The number of diagonals in (RBSESolutions.com) a hexagon is equal to:
(A) 6
(B) 7
(C) 8
(D) 9
Solution:
(D) 9
Question 10.
In the adjoining figure, MN || BC. If ∠BAC = 80°, ∠CAN = 49°, then ∠ABC is equal to:
(A) 60°
(B) 50°
(C) 80°
(D) 40°
Solution:
(A) 60°
Very Short Answer Type Questions
Question 1.
In the given ∆ABC, the angle (RBSESolutions.com) bisectors of ∠B and ∠C meet at O. If ∠A = 70°, then find ∠BOC.
Solution.
As we know that
∠BOC = 90° + \(\frac { 1 }{ 2 }\) ∠A
= 90° + \(\frac { 1 }{ 2 }\) x 70°
= 90° + 35°
= 125°
Question 2.
Can a triangle have two right angles?
Solution.
No, if a triangle have two right angles, then sum (RBSESolutions.com) of two angles will be 180° which is not possible.
Question 3.
In the given figure, ∠ACD = 110°, ∠BAC = 45°, then find ∠ABC.
Solution.
∠A + ∠B = ∠ACD
Reason: ext. angle is equal to sum of opposite interior angles
∠B = 110° – 45° = 65°.
Question 4.
Determine the number of sides the polygon (RBSESolutions.com) for which the ratio of the sum of the interior angles to the sum of the exterior angle is 5 : 1.
Solution.
Suppose number of sides be n, then
\(\frac { sum of interior angles }{ sum of exterior angles }\) = \(\frac { 5 }{ 1 }\)
Question 5.
Evaluate x from the figure.
Solution.
\(\frac { 3x }{ 2 }\) + x = 180° (Linear pair axiom)
⇒ 5x = 360°
⇒ x = 72°
Question 6.
If a polygon has 10 sides. Find the (RBSESolutions.com) number of diagonals.
Solution.
No. of diagonals = \(\frac { 10(10-1) }{ 2 }\) – 10 = 45 – 10 = 35
Question 7.
State whether the following statement is true or false, give reason. The angles of a certain quadrilateral are 50°, 60°, 112°, 130°.
Solution.
Sum of the four angles of a quadrilateral is 50° + 60° + 112° + 130° = 352°
But sum of all the four angles of a quadrilateral is always 360°.

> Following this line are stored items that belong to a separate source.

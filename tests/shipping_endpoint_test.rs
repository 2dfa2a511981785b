use axum::http::StatusCode;
use marjin::api::{self, AppState};
use marjin::config::Config;
use marjin::db::init_db;
use marjin::db::seed::seed_default_rate_cards;
use marjin::Repository;
use std::sync::Arc;
use tempfile::TempDir;
use tower::util::ServiceExt;

struct TestApp {
    app: axum::Router,
    repo: Arc<Repository>,
    _temp: TempDir,
}

async fn setup_test_app() -> TestApp {
    let temp_dir = TempDir::new().unwrap();
    let db_path = temp_dir
        .path()
        .join("test.db")
        .to_string_lossy()
        .to_string();
    let pool = init_db(&db_path).await.expect("init_db failed");
    let repo = Arc::new(Repository::new(pool));

    let config = Config {
        port: 0,
        database_path: db_path,
        seed_default_rates: false,
        currency: "TRY".to_string(),
    };

    let state = AppState::new(repo.clone(), config);
    TestApp {
        app: api::create_router(state),
        repo,
        _temp: temp_dir,
    }
}

async fn get(app: axum::Router, uri: &str) -> (StatusCode, Vec<u8>) {
    let req = axum::http::Request::builder()
        .method("GET")
        .uri(uri)
        .body(axum::body::Body::empty())
        .unwrap();

    let resp = app.oneshot(req).await.unwrap();
    let status = resp.status();
    let body = axum::body::to_bytes(resp.into_body(), usize::MAX)
        .await
        .unwrap()
        .to_vec();
    (status, body)
}

async fn send_json(
    app: axum::Router,
    method: &str,
    uri: &str,
    body: serde_json::Value,
) -> (StatusCode, Vec<u8>) {
    let req = axum::http::Request::builder()
        .method(method)
        .uri(uri)
        .header("content-type", "application/json")
        .body(axum::body::Body::from(body.to_string()))
        .unwrap();

    let resp = app.oneshot(req).await.unwrap();
    let status = resp.status();
    let body = axum::body::to_bytes(resp.into_body(), usize::MAX)
        .await
        .unwrap()
        .to_vec();
    (status, body)
}

fn desi_tier(min: f64, max: f64, cost: f64) -> serde_json::Value {
    serde_json::json!({
        "storeId": "store-1",
        "marketplace": "trendyol",
        "rateType": "desi",
        "minValue": min,
        "maxValue": max,
        "cost": cost
    })
}

#[tokio::test]
async fn test_custom_tiers_shadow_defaults_per_axis() {
    let test_app = setup_test_app().await;
    seed_default_rate_cards(&test_app.repo).await.unwrap();

    let uri = "/v1/shipping-rates?storeId=store-1&marketplace=trendyol";
    let (status, body) = get(test_app.app.clone(), uri).await;
    assert_eq!(status, StatusCode::OK);
    let json: serde_json::Value = serde_json::from_slice(&body).unwrap();
    assert_eq!(json["tiers"].as_array().unwrap().len(), 13);

    let (status, _body) = send_json(
        test_app.app.clone(),
        "POST",
        "/v1/shipping-rates",
        desi_tier(0.0, 999999.0, 70.0),
    )
    .await;
    assert_eq!(status, StatusCode::OK);

    let (_status, body) = get(test_app.app, uri).await;
    let json: serde_json::Value = serde_json::from_slice(&body).unwrap();
    let tiers = json["tiers"].as_array().unwrap();

    let desi_rows: Vec<_> = tiers.iter().filter(|t| t["rateType"] == "desi").collect();
    let price_rows: Vec<_> = tiers.iter().filter(|t| t["rateType"] == "price").collect();

    assert_eq!(desi_rows.len(), 1, "custom row replaces the whole desi card");
    assert_eq!(desi_rows[0]["storeId"], serde_json::json!("store-1"));
    assert_eq!(desi_rows[0]["cost"], serde_json::json!(70.0));

    assert_eq!(price_rows.len(), 4, "untouched axis keeps its defaults");
    assert!(price_rows.iter().all(|t| t["storeId"].is_null()));
}

#[tokio::test]
async fn test_intersecting_band_rejected() {
    let test_app = setup_test_app().await;

    let (status, _body) = send_json(
        test_app.app.clone(),
        "POST",
        "/v1/shipping-rates",
        desi_tier(0.0, 10.0, 30.0),
    )
    .await;
    assert_eq!(status, StatusCode::OK);

    let (status, body) = send_json(
        test_app.app.clone(),
        "POST",
        "/v1/shipping-rates",
        desi_tier(5.0, 20.0, 45.0),
    )
    .await;
    assert_eq!(status, StatusCode::BAD_REQUEST);
    let json: serde_json::Value = serde_json::from_slice(&body).unwrap();
    assert!(json["error"].as_str().unwrap().contains("overlaps"));

    // Half-open bands make the shared endpoint legal.
    let (status, _body) = send_json(
        test_app.app,
        "POST",
        "/v1/shipping-rates",
        desi_tier(10.0, 20.0, 45.0),
    )
    .await;
    assert_eq!(status, StatusCode::OK);
}

#[tokio::test]
async fn test_axes_do_not_overlap_each_other() {
    let test_app = setup_test_app().await;

    let (status, _body) = send_json(
        test_app.app.clone(),
        "POST",
        "/v1/shipping-rates",
        desi_tier(0.0, 10.0, 30.0),
    )
    .await;
    assert_eq!(status, StatusCode::OK);

    // Same numeric band on the price axis is a different partition.
    let (status, _body) = send_json(
        test_app.app,
        "POST",
        "/v1/shipping-rates",
        serde_json::json!({
            "storeId": "store-1",
            "marketplace": "trendyol",
            "rateType": "price",
            "minValue": 0.0,
            "maxValue": 10.0,
            "cost": 25.0
        }),
    )
    .await;
    assert_eq!(status, StatusCode::OK);
}

#[tokio::test]
async fn test_inactive_candidate_skips_overlap_check() {
    let test_app = setup_test_app().await;

    send_json(
        test_app.app.clone(),
        "POST",
        "/v1/shipping-rates",
        desi_tier(0.0, 10.0, 30.0),
    )
    .await;

    let mut inactive = desi_tier(0.0, 10.0, 35.0);
    inactive["isActive"] = serde_json::json!(false);
    let (status, _body) = send_json(test_app.app, "POST", "/v1/shipping-rates", inactive).await;
    assert_eq!(status, StatusCode::OK);
}

#[tokio::test]
async fn test_update_excludes_own_row_from_overlap() {
    let test_app = setup_test_app().await;

    let (_status, body) = send_json(
        test_app.app.clone(),
        "POST",
        "/v1/shipping-rates",
        desi_tier(0.0, 10.0, 30.0),
    )
    .await;
    let created: serde_json::Value = serde_json::from_slice(&body).unwrap();
    let id = created["id"].as_i64().unwrap();

    let (status, _body) = send_json(
        test_app.app,
        "PUT",
        &format!("/v1/shipping-rates/{}", id),
        desi_tier(0.0, 15.0, 32.0),
    )
    .await;
    assert_eq!(status, StatusCode::OK);
}

#[tokio::test]
async fn test_bounds_validation() {
    let test_app = setup_test_app().await;

    let (status, _body) = send_json(
        test_app.app.clone(),
        "POST",
        "/v1/shipping-rates",
        desi_tier(-1.0, 10.0, 30.0),
    )
    .await;
    assert_eq!(status, StatusCode::BAD_REQUEST);

    let (status, _body) = send_json(
        test_app.app.clone(),
        "POST",
        "/v1/shipping-rates",
        desi_tier(10.0, 10.0, 30.0),
    )
    .await;
    assert_eq!(status, StatusCode::BAD_REQUEST);

    let (status, _body) = send_json(
        test_app.app,
        "POST",
        "/v1/shipping-rates",
        desi_tier(0.0, 10.0, -5.0),
    )
    .await;
    assert_eq!(status, StatusCode::BAD_REQUEST);
}

#[tokio::test]
async fn test_reset_deletes_custom_rows() {
    let test_app = setup_test_app().await;

    send_json(
        test_app.app.clone(),
        "POST",
        "/v1/shipping-rates",
        desi_tier(0.0, 10.0, 30.0),
    )
    .await;
    send_json(
        test_app.app.clone(),
        "POST",
        "/v1/shipping-rates",
        desi_tier(10.0, 20.0, 45.0),
    )
    .await;

    let (status, body) = send_json(
        test_app.app.clone(),
        "POST",
        "/v1/shipping-rates/reset",
        serde_json::json!({"storeId": "store-1", "marketplace": "trendyol"}),
    )
    .await;
    assert_eq!(status, StatusCode::OK);
    let json: serde_json::Value = serde_json::from_slice(&body).unwrap();
    assert_eq!(json["deleted"], serde_json::json!(2));

    let (_status, body) = get(
        test_app.app,
        "/v1/shipping-rates?storeId=store-1&marketplace=trendyol",
    )
    .await;
    let json: serde_json::Value = serde_json::from_slice(&body).unwrap();
    assert_eq!(json["tiers"].as_array().unwrap().len(), 0);
}

#[tokio::test]
async fn test_delete_missing_tier_is_not_found() {
    let test_app = setup_test_app().await;

    let req = axum::http::Request::builder()
        .method("DELETE")
        .uri("/v1/shipping-rates/999")
        .body(axum::body::Body::empty())
        .unwrap();
    let resp = test_app.app.oneshot(req).await.unwrap();
    assert_eq!(resp.status(), StatusCode::NOT_FOUND);
}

Hence given statement is false.
Question 8.
In any regular polygon interior angle is double (RBSESolutions.com) of exterior angle. Find the sides of the polygon.
Solution.
Suppose exterior angle be x Interior angle = 2x
⇒ x + 2x = 180°
⇒ 3x = 180°
⇒ x = 60°
sides = \(\frac { 360 }{ 60 }\) = 6
Question 9.
In one angle of a triangle is obtuse, what can you say about the remaining two angles.
Solution.
The other two angles must be acute.
Question 10.
In a triangle ABC, if ∠A = 58°, ∠B = 67°, then find ∠C.
Solution.
∠C = 180° – (58° + 67°) = 180° – 125° = 55°
Short Answer Type Questions
Question 1.
An exterior angle of a triangle is 110° and one (RBSESolutions.com) of the interior opposite angle is 30°. Find the other two angles of the triangle.
Solution.
In ∆ABC,
∠ACD = ∠ABC + ∠BAC
110° = 30° + ∠BAC
∠BAC = 80°
Now, ∠ACB = 180° – 110° = 70°
Question 2.
Two angles of a triangle are equal and (RBSESolutions.com) the third angle is greater than each of the equal angles by 21°. Find the measure of the angles.
Solution.
Let equal angles be x each and third angle = x + 21°
Then according to question, we have
x + x + (x + 21°) = 180° (angle sum property)
⇒ 3x + 21° = 180°
⇒ 3x = 159°
⇒ x = 53°
Measures of each angles are 53°, 53° and 74°.
Question 3.
Find the number of sides of (RBSESolutions.com) a polygon which has 14 diagonals.
Solution.
Number of diagonals of a polygon of n sides = \(\frac { n(n-1) }{ 2 }\) – n
⇒ 14 = \(\frac { n(n-1) }{ 2 }\) – n
⇒ 28 = n2 – n – 2n
⇒ n2 – 3n – 28 = 0
⇒ n2 – 7n + 4n – 28 = 0
⇒ n(n – 7) + 4(n – 7) = 0
⇒ (n – 7) (n + 4) = 0
⇒ n = 7
Question 4.
The sum of the base angles of a triangle is 130° and their difference is 40°. Find the measures of all its angles.
Solution.
Suppose base angles are B and C
According to problem
∠B + ∠C = 130° (given)
∠B – ∠C = 40° (given)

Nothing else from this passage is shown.